Of the lines in the data below, write out exactly those from the one holding "Cached, failure-tolerant access" through the one holding "impl<A: PriceApi> PriceSource<A, StdRng>", both included.

-- Opening Marker --

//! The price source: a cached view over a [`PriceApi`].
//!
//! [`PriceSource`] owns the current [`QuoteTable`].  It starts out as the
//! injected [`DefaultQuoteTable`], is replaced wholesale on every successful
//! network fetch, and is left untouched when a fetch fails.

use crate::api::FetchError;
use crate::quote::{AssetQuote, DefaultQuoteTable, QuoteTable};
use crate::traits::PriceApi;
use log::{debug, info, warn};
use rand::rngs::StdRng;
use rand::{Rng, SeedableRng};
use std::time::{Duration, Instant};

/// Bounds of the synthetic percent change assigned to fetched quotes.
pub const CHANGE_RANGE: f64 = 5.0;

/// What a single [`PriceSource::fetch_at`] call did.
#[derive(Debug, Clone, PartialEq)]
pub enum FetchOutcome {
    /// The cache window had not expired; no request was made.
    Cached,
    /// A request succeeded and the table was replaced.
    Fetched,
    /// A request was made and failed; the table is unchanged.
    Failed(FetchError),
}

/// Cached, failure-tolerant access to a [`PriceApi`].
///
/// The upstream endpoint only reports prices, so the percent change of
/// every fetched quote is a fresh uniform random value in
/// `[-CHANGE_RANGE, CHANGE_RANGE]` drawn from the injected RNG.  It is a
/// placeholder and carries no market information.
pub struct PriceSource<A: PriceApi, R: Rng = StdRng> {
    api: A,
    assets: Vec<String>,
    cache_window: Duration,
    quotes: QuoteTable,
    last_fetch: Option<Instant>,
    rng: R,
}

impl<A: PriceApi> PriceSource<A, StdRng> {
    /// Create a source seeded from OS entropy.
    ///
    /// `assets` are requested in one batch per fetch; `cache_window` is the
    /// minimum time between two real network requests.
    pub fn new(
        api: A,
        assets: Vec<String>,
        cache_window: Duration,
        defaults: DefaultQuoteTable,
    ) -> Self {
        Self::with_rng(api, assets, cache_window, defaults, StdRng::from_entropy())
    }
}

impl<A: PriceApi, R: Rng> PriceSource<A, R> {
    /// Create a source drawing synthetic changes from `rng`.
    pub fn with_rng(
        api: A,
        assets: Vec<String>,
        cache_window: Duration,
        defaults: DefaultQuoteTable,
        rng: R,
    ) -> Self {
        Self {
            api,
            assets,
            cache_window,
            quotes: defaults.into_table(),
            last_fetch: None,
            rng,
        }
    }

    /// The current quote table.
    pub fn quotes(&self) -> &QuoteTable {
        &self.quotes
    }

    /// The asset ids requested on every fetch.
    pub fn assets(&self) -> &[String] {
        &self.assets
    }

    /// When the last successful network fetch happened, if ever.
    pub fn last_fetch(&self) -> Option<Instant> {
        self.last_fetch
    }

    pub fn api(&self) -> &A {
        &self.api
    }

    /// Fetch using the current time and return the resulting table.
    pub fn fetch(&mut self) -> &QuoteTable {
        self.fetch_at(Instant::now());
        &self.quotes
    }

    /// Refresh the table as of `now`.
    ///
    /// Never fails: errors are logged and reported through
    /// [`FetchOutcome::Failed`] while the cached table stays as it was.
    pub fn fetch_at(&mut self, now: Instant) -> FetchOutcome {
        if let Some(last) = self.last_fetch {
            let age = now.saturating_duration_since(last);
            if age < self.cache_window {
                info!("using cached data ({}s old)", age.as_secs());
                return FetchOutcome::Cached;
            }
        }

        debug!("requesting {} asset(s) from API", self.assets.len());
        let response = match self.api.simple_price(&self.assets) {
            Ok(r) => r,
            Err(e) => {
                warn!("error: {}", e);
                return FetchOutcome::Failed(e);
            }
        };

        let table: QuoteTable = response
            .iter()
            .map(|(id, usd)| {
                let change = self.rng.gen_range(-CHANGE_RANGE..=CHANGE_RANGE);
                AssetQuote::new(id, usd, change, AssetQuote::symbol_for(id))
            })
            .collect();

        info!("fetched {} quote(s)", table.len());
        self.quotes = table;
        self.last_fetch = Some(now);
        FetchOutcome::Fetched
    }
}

-- Closing Marker --
-- Opening Marker --

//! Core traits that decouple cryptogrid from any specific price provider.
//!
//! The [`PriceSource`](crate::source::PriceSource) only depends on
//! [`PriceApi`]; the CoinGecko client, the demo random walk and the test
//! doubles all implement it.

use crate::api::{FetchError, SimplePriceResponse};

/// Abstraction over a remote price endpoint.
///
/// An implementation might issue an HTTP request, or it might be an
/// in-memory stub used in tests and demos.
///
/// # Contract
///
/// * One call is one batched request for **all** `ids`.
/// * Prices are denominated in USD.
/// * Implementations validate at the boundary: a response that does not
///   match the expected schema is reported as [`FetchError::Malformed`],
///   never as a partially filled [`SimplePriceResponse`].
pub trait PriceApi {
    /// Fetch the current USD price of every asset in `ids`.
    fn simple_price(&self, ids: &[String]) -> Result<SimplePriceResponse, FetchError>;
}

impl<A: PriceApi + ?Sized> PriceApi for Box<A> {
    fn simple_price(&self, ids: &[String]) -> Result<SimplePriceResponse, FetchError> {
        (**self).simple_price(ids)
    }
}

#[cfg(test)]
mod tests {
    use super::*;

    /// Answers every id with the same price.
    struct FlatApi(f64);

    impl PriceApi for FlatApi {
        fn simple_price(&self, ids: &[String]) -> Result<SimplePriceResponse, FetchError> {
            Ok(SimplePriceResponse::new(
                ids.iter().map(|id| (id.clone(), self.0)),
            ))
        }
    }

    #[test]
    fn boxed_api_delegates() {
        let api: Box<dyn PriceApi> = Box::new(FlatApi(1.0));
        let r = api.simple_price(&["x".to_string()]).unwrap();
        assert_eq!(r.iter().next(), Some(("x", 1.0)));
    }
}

-- Closing Marker --

Response area =
/// Cached, failure-tolerant access to a [`PriceApi`].
///
/// The upstream endpoint only reports prices, so the percent change of
/// every fetched quote is a fresh uniform random value in
/// `[-CHANGE_RANGE, CHANGE_RANGE]` drawn from the injected RNG.  It is a
/// placeholder and carries no market information.
pub struct PriceSource<A: PriceApi, R: Rng = StdRng> {
    api: A,
    assets: Vec<String>,
    cache_window: Duration,
    quotes: QuoteTable,
    last_fetch: Option<Instant>,
    rng: R,
}

impl<A: PriceApi> PriceSource<A, StdRng> {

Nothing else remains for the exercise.